Two car bombs tore through a busy shopping area of a mainly Shi’ite district of Baghdad on Sunday, killing 56 people and wounding scores as militants defied a military offensive by U.S. and Iraqi troops.
The blasts came just two days after Prime Minister Nuri al- Maliki trumpeted what he called the ”brilliant success” of Operation Imposing Law in quelling sectarian violence that has turned the capital’s streets into killing fields.
But United State generals, mindful of a similar crackdown last summer that failed, have been more cautious and warned any downturn in violence might be temporary as militants adapt their tactics to meet the new strategy.
In the worst attack on Sunday, a twin car bombing in a packed market area of New Baghdad, a mainly Shi’ite district in the eastern part of the capital, killed at least 55 people and wounded 128, police said.
A Reuters photographer, Carlos Barria, who is embedded with a US military unit that was in the area, reported seeing seven or eight bodies lying in the street after the two blasts, which he said were about 10 seconds and 100m apart.
”I saw a man about 50 years old.
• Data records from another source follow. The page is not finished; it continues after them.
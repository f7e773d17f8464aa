//! Record identifier allocation.
//!
//! Identifiers are issued by an [`IdAllocator`] that the caller creates and
//! shares (behind an [`Arc`](std::sync::Arc)) between every write handle
//! that must agree on one increasing sequence.  Identifier `0` is never
//! issued.

use std::time::{SystemTime, UNIX_EPOCH};

use crossbeam::atomic::AtomicCell;

/// Lock-free, monotonically increasing identifier source.
#[derive(Debug)]
pub struct IdAllocator {
    last: AtomicCell<u64>,
}

impl IdAllocator {
    /// Allocator whose first identifier is `1`.
    pub fn new() -> Self {
        Self::starting_after(0)
    }

    /// Allocator whose first identifier is `last + 1`.
    pub fn starting_after(last: u64) -> Self {
        Self {
            last: AtomicCell::new(last),
        }
    }

    /// Allocator seeded with the current time in microseconds, so identifiers
    /// keep increasing across process restarts without any persisted state.
    pub fn seeded_from_clock() -> Self {
        let micros = SystemTime::now()
            .duration_since(UNIX_EPOCH)
            .map(|d| u64::try_from(d.as_micros()).unwrap_or(u64::MAX))
            .unwrap_or(0);
        Self::starting_after(micros)
    }

    /// Issues the next identifier.
    pub fn allocate(&self) -> u64 {
        let mut current = self.last.load();
        loop {
            let next = current.saturating_add(1);
            match self.last.compare_exchange(current, next) {
                Ok(_) => return next,
                Err(actual) => current = actual,
            }
        }
    }

    /// Records that `id` is in use, so later allocations exceed it.
    pub fn observe(&self, id: u64) {
        let mut current = self.last.load();
        while id > current {
            match self.last.compare_exchange(current, id) {
                Ok(_) => return,
                Err(actual) => current = actual,
            }
        }
    }

    /// The most recently issued or observed identifier.
    pub fn last_issued(&self) -> u64 {
        self.last.load()
    }
}

impl Default for IdAllocator {
    fn default() -> Self {
        Self::new()
    }
}
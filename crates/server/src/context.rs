// BSD 3-Clause License
// Copyright (c) 2026, Virtual Cable S.L.
// All rights reserved.
//
// Redistribution and use in source and binary forms, with or without
// modification, are permitted provided that the following conditions are met:
//
// 1. Redistributions of source code must retain the above copyright notice,
//    this list of conditions and the following disclaimer.
//
// 2. Redistributions in binary form must reproduce the above copyright notice,
//    this list of conditions and the following disclaimer in the documentation
//    and/or other materials provided with the distribution.
//
// 3. Neither the name of the copyright holder nor the names of its contributors
//    may be used to endorse or promote products derived from this software
//    without specific prior written permission.
//
// THIS SOFTWARE IS PROVIDED BY THE COPYRIGHT HOLDERS AND CONTRIBUTORS "AS IS"
// AND ANY EXPRESS OR IMPLIED WARRANTIES, INCLUDING, BUT NOT LIMITED TO, THE
// IMPLIED WARRANTIES OF MERCHANTABILITY AND FITNESS FOR A PARTICULAR PURPOSE ARE
// DISCLAIMED. IN NO EVENT SHALL THE COPYRIGHT HOLDER OR CONTRIBUTORS BE LIABLE
// FOR ANY DIRECT, INDIRECT, INCIDENTAL, SPECIAL, EXEMPLARY, OR CONSEQUENTIAL
// DAMAGES (INCLUDING, BUT NOT LIMITED TO, PROCUREMENT OF SUBSTITUTE GOODS OR
// SERVICES; LOSS OF USE, DATA, OR PROFITS; OR BUSINESS INTERRUPTION) HOWEVER
// CAUSED AND ON ANY THEORY OF LIABILITY, WHETHER IN CONTRACT, STRICT LIABILITY,
// OR TORT (INCLUDING NEGLIGENCE OR OTHERWISE) ARISING IN ANY WAY OUT OF THE USE
// OF THIS SOFTWARE, EVEN IF ADVISED OF THE POSSIBILITY OF SUCH DAMAGE.

// Authors: Adolfo Gómez, dkmaster at dkmon dot com
use std::collections::HashMap;
use std::sync::Arc;

use anyhow::Result;

use shared::action::{Action, Meta};
use shared::node_id::NodeInfo;

use crate::consts::SERVER_USER_ID;
use crate::log::Log;

/// Per-action view handed to every callback. Cheap to clone.
#[derive(Clone)]
pub struct Context {
    pub node_id: String,
    pub client_id: String,
    /// Empty string when the node id carries no user segment.
    pub user_id: String,
    pub subprotocol: Option<String>,
    /// Named parameters captured by the channel matcher.
    pub params: HashMap<String, String>,
    log: Arc<Log>,
}

impl Context {
    pub(crate) fn new(origin: &NodeInfo, subprotocol: Option<String>, log: Arc<Log>) -> Self {
        Context {
            node_id: origin.node_id.clone(),
            client_id: origin.client_id.clone(),
            user_id: origin.user_id.clone().unwrap_or_default(),
            subprotocol,
            params: HashMap::new(),
            log,
        }
    }

    pub(crate) fn with_params(mut self, params: HashMap<String, String>) -> Self {
        self.params = params;
        self
    }

    /// True when the action originated on this server.
    pub fn is_server(&self) -> bool {
        self.user_id == SERVER_USER_ID
    }

    pub fn param(&self, name: &str) -> Option<&str> {
        self.params.get(name).map(String::as_str)
    }

    /// Appends an action addressed back to the originating client only.
    pub async fn send_back(&self, action: Action) -> Result<Option<Meta>> {
        self.send_back_with(action, Meta::default()).await
    }

    pub async fn send_back_with(&self, action: Action, mut meta: Meta) -> Result<Option<Meta>> {
        if !meta.clients.iter().any(|client| client == &self.client_id) {
            meta.clients.push(self.client_id.clone());
        }
        self.log.add(action, meta).await
    }
}

#[cfg(test)]
mod tests {
    use super::*;

    use shared::log;
    use shared::node_id::parse_node_id;

    use crate::events::EventBus;
    use crate::log::Clock;
    use crate::store::MemoryStore;

    fn new_log() -> (Arc<Log>, flume::Receiver<crate::log::Entry>) {
        let (tx, rx) = flume::unbounded();
        (
            Arc::new(Log::new(
                Arc::new(MemoryStore::new()),
                Clock::test(0),
                "server:x",
                tx,
                EventBus::new(16),
            )),
            rx,
        )
    }

    #[test]
    fn test_identity_derivation() {
        let (log, _rx) = new_log();
        let ctx = Context::new(&parse_node_id("10:uuid:1"), Some("1.0.0".to_string()), log);
        assert_eq!(ctx.node_id, "10:uuid:1");
        assert_eq!(ctx.client_id, "10:uuid");
        assert_eq!(ctx.user_id, "10");
        assert!(!ctx.is_server());
    }

    #[test]
    fn test_server_context() {
        let (log, _rx) = new_log();
        let ctx = Context::new(&parse_node_id("server:rand"), None, log);
        assert!(ctx.is_server());
    }

    #[tokio::test]
    async fn test_send_back_addresses_origin_client() {
        log::setup_logging("debug", log::LogType::Test);

        let (log, rx) = new_log();
        let ctx = Context::new(&parse_node_id("10:uuid:1"), None, log);
        ctx.send_back(Action::new("users/loaded")).await.unwrap();
        let entry = rx.recv_async().await.unwrap();
        assert_eq!(entry.meta.clients, vec!["10:uuid"]);
    }
}
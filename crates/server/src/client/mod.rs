// BSD 3-Clause License
// Copyright (c) 2026, Virtual Cable S.L.
// All rights reserved.
//
// Redistribution and use in source and binary forms, with or without
// modification, are permitted provided that the following conditions are met:
//
// 1. Redistributions of source code must retain the above copyright notice,
//    this list of conditions and the following disclaimer.
//
// 2. Redistributions in binary form must reproduce the above copyright notice,
//    this list of conditions and the following disclaimer in the documentation
//    and/or other materials provided with the distribution.
//
// 3. Neither the name of the copyright holder nor the names of its contributors
//    may be used to endorse or promote products derived from this software
//    without specific prior written permission.
//
// THIS SOFTWARE IS PROVIDED BY THE COPYRIGHT HOLDERS AND CONTRIBUTORS "AS IS"
// AND ANY EXPRESS OR IMPLIED WARRANTIES, INCLUDING, BUT NOT LIMITED TO, THE
// IMPLIED WARRANTIES OF MERCHANTABILITY AND FITNESS FOR A PARTICULAR PURPOSE ARE
// DISCLAIMED. IN NO EVENT SHALL THE COPYRIGHT HOLDER OR CONTRIBUTORS BE LIABLE
// FOR ANY DIRECT, INDIRECT, INCIDENTAL, SPECIAL, EXEMPLARY, OR CONSEQUENTIAL
// DAMAGES (INCLUDING, BUT NOT LIMITED TO, PROCUREMENT OF SUBSTITUTE GOODS OR
// SERVICES; LOSS OF USE, DATA, OR PROFITS; OR BUSINESS INTERRUPTION) HOWEVER
// CAUSED AND ON ANY THEORY OF LIABILITY, WHETHER IN CONTRACT, STRICT LIABILITY,
// OR TORT (INCLUDING NEGLIGENCE OR OTHERWISE) ARISING IN ANY WAY OUT OF THE USE
// OF THIS SOFTWARE, EVEN IF ADVISED OF THE POSSIBILITY OF SUCH DAMAGE.

// Authors: Adolfo Gómez, dkmaster at dkmon dot com
use std::net::SocketAddr;
use std::sync::RwLock;
use std::sync::atomic::{AtomicBool, Ordering};
use std::sync::Arc;
use std::time::Instant;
He was carrying a dead boy who looked about 10. He was holding him by one arm and one leg and screaming,” he said.
A man wearing a business suit lay dead next to a black Mercedes, a piece of shrapnel sticking out of his head. One of the explosions partially collapsed a two-storey building.
Fifteen minutes earlier, a joint patrol of United States. and Iraqi police had stopped to pose for pictures with each other on the street corner where the first bomb exploded.
One policeman was killed when a car bomb exploded near a police checkpoint in Sadr City, a stronghold of anti-American cleric Moqtada al-Sadr’s Mehdi Army militia blamed by Sunni Arabi leaders for many hit squad killings.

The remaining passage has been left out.